From the entries that follow, pick out all lines holding "they".

EXERCISE MATERIAL:
*** Begin section ***

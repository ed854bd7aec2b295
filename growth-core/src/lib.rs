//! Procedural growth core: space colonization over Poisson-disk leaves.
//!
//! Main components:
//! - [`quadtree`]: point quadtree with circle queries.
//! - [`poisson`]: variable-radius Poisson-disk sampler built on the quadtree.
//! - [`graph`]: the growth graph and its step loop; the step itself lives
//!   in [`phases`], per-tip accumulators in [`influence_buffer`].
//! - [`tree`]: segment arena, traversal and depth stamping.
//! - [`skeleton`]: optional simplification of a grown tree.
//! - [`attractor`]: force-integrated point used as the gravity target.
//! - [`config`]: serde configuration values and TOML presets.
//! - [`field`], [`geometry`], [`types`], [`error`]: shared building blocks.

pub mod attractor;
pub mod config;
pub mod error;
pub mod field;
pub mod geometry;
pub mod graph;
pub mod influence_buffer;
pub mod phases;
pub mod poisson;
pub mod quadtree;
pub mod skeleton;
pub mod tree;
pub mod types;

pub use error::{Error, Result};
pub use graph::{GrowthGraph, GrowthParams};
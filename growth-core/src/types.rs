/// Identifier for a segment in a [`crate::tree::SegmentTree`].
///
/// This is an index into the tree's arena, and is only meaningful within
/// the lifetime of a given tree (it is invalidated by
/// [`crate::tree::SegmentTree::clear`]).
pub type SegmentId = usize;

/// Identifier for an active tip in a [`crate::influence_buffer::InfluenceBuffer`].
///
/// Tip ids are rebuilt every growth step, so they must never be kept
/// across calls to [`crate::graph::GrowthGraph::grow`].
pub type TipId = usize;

*** End section ***
*** Begin section ***

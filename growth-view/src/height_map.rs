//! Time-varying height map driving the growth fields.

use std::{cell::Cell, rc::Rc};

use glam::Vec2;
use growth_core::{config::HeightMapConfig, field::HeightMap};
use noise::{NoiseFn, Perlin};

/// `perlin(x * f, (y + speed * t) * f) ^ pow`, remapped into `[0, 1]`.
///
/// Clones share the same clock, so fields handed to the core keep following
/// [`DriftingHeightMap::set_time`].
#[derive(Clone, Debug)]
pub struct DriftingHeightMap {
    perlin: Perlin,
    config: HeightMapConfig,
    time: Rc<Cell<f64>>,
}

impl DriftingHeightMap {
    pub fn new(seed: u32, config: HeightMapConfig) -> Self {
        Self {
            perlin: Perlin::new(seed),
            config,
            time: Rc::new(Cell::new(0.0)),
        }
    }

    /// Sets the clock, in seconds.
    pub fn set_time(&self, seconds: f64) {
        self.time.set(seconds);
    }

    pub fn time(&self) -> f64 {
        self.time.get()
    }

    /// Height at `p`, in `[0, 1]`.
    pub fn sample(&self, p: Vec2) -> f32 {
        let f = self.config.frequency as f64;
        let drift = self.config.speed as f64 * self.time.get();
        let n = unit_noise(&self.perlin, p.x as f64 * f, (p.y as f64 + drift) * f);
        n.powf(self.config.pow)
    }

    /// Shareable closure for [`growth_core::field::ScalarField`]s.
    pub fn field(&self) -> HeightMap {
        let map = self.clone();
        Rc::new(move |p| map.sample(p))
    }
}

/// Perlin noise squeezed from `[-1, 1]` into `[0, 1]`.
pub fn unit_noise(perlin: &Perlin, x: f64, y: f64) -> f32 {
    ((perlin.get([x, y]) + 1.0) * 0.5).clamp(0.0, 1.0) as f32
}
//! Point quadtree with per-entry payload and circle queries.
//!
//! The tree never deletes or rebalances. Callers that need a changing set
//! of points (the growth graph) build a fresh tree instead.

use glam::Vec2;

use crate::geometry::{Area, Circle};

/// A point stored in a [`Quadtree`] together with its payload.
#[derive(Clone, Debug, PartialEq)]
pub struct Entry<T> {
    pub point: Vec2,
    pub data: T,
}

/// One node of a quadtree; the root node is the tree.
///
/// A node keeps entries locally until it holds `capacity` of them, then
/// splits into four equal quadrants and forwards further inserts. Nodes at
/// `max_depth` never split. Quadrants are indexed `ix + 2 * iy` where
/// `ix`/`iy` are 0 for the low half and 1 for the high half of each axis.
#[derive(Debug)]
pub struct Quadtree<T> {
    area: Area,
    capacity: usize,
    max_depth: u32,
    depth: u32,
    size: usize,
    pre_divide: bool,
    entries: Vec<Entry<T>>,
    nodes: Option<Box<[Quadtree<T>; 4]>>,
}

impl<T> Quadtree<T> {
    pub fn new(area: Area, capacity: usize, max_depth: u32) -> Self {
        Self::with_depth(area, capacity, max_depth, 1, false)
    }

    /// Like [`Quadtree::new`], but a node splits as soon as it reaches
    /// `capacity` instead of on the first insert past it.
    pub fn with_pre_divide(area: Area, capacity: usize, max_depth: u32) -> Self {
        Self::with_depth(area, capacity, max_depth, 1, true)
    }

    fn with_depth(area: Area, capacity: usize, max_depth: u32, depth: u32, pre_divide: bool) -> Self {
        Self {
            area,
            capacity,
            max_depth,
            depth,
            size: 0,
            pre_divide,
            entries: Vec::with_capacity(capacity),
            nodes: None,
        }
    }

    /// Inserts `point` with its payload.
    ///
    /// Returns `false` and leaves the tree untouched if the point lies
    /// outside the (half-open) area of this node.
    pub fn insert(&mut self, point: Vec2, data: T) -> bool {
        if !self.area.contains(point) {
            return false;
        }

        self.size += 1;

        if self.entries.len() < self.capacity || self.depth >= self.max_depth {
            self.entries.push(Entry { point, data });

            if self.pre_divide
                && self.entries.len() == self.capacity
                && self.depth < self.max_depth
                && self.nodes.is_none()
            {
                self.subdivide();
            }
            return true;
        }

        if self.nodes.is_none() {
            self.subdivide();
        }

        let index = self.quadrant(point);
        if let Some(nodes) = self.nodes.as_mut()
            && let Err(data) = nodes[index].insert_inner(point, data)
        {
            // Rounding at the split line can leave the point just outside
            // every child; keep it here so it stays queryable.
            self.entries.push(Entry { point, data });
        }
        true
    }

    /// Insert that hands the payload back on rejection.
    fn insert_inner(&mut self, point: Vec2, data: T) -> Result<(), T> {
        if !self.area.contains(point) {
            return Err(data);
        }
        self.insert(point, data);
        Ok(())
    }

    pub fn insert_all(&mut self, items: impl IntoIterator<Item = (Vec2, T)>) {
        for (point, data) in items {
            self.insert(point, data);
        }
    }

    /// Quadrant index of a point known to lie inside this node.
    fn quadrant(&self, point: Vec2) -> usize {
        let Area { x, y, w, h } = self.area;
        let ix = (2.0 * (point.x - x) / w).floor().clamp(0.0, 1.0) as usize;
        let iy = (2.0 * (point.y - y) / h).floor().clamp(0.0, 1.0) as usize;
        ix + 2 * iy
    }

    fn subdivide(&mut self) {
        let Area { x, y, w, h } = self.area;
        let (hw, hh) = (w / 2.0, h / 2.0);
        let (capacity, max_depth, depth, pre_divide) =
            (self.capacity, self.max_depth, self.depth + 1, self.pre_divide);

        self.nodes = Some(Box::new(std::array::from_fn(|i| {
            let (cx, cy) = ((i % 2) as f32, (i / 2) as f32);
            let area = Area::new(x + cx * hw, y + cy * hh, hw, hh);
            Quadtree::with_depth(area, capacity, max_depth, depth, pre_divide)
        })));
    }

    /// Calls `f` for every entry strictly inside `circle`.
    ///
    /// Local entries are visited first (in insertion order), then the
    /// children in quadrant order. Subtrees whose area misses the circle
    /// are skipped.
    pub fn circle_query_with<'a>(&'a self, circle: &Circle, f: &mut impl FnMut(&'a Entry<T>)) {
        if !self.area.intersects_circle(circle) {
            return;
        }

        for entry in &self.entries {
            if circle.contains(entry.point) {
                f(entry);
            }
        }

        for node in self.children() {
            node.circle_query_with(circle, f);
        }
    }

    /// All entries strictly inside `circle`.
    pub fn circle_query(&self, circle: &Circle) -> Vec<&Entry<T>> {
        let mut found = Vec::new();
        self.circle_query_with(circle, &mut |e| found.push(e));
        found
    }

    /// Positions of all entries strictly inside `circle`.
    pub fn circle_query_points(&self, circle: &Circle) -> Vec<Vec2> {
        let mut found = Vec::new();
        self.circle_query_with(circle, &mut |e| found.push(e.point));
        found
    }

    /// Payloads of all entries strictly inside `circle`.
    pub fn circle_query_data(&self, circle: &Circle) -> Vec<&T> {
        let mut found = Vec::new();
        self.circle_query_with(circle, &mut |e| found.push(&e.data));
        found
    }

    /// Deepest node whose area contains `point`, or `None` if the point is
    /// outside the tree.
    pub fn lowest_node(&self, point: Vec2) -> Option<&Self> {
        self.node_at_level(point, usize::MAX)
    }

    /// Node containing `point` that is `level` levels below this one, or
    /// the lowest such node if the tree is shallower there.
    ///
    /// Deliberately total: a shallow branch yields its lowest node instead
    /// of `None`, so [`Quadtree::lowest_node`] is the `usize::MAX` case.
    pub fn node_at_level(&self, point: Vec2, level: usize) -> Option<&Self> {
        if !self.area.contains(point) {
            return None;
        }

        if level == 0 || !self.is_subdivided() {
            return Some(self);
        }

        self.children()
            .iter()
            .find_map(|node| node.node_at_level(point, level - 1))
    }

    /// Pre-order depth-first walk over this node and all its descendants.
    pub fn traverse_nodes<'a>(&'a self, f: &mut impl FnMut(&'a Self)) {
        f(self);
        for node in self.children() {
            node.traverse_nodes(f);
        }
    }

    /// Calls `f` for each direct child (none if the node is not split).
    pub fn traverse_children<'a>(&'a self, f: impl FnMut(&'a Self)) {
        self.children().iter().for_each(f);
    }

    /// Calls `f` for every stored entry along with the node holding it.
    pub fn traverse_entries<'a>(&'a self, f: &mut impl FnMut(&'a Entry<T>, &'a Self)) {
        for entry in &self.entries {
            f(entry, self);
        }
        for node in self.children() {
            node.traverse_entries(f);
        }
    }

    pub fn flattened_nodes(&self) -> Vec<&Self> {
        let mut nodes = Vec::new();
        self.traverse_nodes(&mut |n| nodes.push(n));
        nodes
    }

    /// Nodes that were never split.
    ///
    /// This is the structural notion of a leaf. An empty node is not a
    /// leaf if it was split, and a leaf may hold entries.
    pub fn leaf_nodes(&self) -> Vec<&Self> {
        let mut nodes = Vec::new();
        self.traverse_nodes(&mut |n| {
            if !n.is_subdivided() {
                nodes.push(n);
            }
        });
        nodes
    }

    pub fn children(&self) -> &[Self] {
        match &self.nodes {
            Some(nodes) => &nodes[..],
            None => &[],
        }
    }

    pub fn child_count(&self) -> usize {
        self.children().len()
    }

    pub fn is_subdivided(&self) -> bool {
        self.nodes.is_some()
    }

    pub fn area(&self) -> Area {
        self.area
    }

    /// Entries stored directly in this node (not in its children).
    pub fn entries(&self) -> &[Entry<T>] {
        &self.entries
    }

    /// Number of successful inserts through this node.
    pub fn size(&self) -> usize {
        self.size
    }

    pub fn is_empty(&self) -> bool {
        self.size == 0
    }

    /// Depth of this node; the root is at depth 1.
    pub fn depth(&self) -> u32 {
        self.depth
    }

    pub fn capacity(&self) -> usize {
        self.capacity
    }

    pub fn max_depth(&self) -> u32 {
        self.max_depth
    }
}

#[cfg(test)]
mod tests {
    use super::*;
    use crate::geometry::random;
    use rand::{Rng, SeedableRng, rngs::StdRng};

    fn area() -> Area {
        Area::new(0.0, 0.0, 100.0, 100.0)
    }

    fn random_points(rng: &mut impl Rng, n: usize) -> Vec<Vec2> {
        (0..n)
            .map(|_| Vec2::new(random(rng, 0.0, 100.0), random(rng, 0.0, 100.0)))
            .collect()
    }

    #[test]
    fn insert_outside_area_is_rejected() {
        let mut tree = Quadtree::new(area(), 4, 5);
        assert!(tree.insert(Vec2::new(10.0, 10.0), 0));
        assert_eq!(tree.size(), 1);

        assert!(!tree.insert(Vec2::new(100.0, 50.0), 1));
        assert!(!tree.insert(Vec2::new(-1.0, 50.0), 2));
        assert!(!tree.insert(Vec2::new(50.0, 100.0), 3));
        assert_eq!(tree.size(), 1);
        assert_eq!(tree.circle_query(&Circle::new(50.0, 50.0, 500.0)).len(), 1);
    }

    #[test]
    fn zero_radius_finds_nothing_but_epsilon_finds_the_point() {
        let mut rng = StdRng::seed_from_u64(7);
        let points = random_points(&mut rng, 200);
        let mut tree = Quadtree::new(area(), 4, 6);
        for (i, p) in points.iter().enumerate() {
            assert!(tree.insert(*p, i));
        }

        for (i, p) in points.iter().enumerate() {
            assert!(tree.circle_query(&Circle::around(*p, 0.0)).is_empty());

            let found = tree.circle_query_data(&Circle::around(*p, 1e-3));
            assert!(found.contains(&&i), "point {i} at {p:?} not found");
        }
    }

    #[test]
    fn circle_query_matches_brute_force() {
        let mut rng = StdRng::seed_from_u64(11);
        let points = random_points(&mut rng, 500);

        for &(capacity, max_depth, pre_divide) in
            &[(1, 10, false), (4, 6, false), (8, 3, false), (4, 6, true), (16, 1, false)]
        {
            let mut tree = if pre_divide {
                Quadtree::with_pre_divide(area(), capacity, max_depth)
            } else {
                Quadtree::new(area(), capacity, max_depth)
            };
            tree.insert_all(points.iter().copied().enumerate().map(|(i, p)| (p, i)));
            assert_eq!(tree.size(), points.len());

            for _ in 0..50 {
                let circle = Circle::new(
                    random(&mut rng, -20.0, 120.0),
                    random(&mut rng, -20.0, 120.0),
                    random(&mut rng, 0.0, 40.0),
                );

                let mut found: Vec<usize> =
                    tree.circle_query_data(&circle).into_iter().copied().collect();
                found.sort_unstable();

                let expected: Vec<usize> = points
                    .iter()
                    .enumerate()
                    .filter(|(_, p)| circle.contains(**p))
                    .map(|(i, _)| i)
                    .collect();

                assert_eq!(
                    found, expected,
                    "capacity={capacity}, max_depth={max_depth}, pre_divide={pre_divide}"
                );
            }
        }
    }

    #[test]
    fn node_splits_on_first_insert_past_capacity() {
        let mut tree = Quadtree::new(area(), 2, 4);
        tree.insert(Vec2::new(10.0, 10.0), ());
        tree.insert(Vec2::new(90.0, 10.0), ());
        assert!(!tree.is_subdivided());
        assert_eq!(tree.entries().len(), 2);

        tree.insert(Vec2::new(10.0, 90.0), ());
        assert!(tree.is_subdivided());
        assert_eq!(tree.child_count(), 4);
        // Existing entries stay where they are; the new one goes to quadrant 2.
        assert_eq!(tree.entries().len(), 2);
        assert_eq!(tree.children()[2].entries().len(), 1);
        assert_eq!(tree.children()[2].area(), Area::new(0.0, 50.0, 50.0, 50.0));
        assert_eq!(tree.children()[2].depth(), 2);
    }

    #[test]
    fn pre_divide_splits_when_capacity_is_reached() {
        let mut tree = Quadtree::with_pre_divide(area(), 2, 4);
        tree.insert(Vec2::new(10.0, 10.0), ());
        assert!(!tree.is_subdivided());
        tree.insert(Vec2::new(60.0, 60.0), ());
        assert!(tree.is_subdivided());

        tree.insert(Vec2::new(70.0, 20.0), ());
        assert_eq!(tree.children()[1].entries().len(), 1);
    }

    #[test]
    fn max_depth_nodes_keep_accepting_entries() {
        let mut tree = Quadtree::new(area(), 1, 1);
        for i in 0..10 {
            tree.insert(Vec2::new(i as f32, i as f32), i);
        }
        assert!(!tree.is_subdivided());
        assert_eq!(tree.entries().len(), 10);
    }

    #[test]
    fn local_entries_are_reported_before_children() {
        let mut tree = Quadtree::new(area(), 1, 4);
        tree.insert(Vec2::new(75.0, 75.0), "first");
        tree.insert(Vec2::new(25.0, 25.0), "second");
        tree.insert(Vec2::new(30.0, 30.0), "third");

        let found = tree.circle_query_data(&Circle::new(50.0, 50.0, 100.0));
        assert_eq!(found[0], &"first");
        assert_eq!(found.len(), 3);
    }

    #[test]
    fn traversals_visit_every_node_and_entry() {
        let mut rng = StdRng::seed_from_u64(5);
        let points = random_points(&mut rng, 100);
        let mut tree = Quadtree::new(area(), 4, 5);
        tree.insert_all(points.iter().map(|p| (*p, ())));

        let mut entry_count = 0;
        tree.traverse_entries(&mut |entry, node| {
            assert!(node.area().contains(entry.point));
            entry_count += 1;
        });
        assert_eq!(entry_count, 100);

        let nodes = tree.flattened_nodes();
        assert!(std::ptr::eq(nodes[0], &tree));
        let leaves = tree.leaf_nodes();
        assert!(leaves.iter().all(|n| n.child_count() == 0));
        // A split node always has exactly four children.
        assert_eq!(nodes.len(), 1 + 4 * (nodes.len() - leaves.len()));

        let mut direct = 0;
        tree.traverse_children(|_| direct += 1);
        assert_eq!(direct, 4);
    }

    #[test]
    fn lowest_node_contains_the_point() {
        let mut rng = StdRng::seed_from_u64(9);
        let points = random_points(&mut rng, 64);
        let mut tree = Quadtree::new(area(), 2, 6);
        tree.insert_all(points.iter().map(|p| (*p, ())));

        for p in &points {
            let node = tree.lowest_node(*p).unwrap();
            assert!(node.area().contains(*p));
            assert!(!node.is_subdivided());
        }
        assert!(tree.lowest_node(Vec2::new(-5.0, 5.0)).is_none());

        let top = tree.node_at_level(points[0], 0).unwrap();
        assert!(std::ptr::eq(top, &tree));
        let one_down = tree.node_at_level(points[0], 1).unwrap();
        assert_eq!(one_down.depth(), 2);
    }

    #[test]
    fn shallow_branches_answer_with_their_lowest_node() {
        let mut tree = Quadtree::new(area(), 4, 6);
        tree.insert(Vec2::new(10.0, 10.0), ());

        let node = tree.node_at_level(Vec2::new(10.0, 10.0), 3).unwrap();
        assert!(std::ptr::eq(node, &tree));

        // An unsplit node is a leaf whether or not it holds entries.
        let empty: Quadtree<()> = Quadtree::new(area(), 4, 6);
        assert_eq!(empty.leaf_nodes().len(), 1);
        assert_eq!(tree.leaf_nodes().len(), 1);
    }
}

*** End section ***

RESPONSE TO THE EXERCISE:
/// Tip ids are rebuilt every growth step, so they must never be kept
        // Existing entries stay where they are; the new one goes to quadrant 2.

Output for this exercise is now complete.